>>>>>

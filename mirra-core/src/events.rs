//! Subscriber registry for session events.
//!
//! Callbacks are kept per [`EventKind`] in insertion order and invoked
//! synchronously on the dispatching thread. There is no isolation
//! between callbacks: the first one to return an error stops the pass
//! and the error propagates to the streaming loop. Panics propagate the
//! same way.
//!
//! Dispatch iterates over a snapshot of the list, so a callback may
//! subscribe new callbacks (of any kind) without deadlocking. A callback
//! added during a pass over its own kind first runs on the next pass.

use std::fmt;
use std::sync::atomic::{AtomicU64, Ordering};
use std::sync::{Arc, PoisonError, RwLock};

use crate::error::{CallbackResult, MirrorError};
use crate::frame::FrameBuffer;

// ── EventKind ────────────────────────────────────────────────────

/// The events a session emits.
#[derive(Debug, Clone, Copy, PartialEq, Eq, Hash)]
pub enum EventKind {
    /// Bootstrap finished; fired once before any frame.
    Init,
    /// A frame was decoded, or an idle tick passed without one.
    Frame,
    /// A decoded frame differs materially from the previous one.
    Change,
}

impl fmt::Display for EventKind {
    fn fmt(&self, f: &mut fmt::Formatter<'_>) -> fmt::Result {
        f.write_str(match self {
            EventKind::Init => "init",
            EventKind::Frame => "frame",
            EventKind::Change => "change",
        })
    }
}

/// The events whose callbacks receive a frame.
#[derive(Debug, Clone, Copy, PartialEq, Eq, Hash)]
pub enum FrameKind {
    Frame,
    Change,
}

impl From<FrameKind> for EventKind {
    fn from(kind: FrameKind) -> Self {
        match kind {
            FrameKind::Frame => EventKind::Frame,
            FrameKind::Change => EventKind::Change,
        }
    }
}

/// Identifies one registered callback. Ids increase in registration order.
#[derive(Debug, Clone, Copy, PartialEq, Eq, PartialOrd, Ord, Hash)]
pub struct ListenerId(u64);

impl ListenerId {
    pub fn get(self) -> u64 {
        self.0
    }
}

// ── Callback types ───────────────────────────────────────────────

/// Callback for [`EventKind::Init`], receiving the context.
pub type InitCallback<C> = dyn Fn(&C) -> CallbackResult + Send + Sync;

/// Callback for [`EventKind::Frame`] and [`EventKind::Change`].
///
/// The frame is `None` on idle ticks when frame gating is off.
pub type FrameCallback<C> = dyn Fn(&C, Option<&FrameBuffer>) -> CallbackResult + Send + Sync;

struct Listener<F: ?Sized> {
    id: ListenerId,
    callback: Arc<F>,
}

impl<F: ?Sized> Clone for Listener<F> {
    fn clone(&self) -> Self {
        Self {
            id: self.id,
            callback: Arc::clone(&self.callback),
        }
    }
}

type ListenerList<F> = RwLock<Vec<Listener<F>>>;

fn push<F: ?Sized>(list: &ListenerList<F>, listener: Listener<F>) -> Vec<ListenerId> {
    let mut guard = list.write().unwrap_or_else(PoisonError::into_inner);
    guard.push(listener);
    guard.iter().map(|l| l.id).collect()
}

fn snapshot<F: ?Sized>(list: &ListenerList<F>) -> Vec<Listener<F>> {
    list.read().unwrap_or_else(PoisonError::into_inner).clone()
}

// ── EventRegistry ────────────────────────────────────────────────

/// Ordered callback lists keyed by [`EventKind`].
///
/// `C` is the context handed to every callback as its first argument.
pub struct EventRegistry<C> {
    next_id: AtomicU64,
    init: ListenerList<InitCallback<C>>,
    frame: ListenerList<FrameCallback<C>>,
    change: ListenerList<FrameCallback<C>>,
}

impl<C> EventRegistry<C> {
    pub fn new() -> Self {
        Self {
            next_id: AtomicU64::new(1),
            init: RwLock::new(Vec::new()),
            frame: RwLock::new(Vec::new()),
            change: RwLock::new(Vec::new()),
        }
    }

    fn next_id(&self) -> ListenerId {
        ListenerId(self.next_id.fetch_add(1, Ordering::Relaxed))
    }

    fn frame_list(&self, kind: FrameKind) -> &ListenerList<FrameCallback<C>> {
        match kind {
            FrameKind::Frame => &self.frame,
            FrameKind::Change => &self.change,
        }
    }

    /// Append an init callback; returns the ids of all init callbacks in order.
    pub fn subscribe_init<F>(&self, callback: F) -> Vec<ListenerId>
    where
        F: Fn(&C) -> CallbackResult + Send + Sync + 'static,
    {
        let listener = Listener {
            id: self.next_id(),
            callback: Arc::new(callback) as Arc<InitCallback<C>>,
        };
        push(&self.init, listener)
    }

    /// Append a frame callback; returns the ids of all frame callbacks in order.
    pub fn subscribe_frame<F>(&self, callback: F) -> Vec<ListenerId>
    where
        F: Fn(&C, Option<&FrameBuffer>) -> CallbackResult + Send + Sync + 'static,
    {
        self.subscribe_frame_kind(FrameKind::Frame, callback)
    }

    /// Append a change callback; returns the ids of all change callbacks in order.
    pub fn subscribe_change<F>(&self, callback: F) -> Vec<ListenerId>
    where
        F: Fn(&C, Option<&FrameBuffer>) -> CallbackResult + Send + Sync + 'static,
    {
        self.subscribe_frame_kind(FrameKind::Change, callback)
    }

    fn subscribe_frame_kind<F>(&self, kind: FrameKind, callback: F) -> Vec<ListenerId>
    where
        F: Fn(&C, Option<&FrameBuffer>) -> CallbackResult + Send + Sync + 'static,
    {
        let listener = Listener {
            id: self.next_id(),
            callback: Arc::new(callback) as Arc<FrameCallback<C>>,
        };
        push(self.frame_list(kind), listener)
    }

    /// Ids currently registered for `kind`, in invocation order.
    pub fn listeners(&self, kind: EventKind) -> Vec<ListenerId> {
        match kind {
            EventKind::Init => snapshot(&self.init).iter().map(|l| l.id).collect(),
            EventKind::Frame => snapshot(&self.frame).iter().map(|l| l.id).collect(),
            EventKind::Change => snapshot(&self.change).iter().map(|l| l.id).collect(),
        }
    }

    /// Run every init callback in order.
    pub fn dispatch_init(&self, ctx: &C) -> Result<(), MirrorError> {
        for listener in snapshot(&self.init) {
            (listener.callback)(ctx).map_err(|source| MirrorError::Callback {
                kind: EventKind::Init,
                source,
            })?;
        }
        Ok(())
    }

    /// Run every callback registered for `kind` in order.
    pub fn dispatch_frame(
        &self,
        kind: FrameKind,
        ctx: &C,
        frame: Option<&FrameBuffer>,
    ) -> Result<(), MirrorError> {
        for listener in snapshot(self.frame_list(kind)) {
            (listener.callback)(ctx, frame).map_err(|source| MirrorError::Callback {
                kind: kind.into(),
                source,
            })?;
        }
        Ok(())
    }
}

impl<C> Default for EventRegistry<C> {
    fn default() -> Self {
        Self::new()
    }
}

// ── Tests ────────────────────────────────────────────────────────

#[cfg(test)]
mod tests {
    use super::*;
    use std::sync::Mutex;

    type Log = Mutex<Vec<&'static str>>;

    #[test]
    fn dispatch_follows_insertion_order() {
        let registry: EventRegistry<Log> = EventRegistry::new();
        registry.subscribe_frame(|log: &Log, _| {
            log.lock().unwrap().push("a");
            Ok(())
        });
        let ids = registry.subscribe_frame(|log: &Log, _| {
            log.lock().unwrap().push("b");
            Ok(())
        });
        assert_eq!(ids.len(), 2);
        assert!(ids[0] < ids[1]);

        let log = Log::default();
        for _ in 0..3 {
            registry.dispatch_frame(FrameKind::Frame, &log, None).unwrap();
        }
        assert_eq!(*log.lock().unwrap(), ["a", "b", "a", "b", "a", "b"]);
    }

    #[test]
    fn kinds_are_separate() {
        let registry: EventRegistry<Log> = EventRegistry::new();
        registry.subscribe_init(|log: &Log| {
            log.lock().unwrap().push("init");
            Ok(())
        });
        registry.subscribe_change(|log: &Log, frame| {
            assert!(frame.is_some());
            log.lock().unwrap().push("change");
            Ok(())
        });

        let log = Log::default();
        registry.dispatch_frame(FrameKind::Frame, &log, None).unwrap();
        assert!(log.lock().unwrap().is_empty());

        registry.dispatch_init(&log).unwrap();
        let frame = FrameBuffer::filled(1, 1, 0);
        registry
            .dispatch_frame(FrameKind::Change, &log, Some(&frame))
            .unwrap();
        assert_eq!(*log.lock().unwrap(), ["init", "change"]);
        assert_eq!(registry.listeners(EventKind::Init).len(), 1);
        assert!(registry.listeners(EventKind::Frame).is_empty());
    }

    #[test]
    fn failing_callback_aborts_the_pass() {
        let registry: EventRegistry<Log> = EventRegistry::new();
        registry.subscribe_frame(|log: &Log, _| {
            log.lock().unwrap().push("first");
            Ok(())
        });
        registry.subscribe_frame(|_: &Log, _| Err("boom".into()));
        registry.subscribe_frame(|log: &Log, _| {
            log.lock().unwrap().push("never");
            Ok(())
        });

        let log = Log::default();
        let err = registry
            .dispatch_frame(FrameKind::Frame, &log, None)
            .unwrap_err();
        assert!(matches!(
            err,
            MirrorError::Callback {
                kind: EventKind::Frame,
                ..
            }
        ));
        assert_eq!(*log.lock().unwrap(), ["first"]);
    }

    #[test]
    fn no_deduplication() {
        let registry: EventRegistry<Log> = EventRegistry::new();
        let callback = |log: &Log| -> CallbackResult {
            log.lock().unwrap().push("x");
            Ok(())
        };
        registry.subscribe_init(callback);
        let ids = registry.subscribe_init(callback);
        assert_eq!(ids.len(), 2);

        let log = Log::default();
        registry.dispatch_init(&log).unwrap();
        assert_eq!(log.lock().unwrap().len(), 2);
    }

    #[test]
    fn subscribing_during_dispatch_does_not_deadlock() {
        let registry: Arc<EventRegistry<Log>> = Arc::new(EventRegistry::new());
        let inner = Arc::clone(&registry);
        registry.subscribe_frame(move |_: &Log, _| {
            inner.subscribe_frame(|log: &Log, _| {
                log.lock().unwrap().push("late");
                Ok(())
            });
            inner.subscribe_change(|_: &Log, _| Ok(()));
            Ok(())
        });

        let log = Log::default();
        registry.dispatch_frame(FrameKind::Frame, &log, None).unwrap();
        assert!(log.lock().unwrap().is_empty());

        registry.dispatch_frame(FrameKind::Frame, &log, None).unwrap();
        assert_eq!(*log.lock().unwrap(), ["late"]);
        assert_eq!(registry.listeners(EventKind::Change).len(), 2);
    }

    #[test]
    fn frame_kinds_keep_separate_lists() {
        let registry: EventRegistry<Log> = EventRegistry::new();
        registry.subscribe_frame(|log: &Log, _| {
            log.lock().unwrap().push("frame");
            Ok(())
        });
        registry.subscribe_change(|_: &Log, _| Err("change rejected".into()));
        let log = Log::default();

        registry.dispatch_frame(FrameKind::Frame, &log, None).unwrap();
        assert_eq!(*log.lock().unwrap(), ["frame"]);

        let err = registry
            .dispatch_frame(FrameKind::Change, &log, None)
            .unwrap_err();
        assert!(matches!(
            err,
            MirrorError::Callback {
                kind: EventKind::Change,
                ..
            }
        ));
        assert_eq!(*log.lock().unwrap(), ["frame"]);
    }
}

<<<<<

### WORK INSTRUCTION
Work out how many lines above contain "first", then write only that number.

### RESULT FOR THIS TASK
5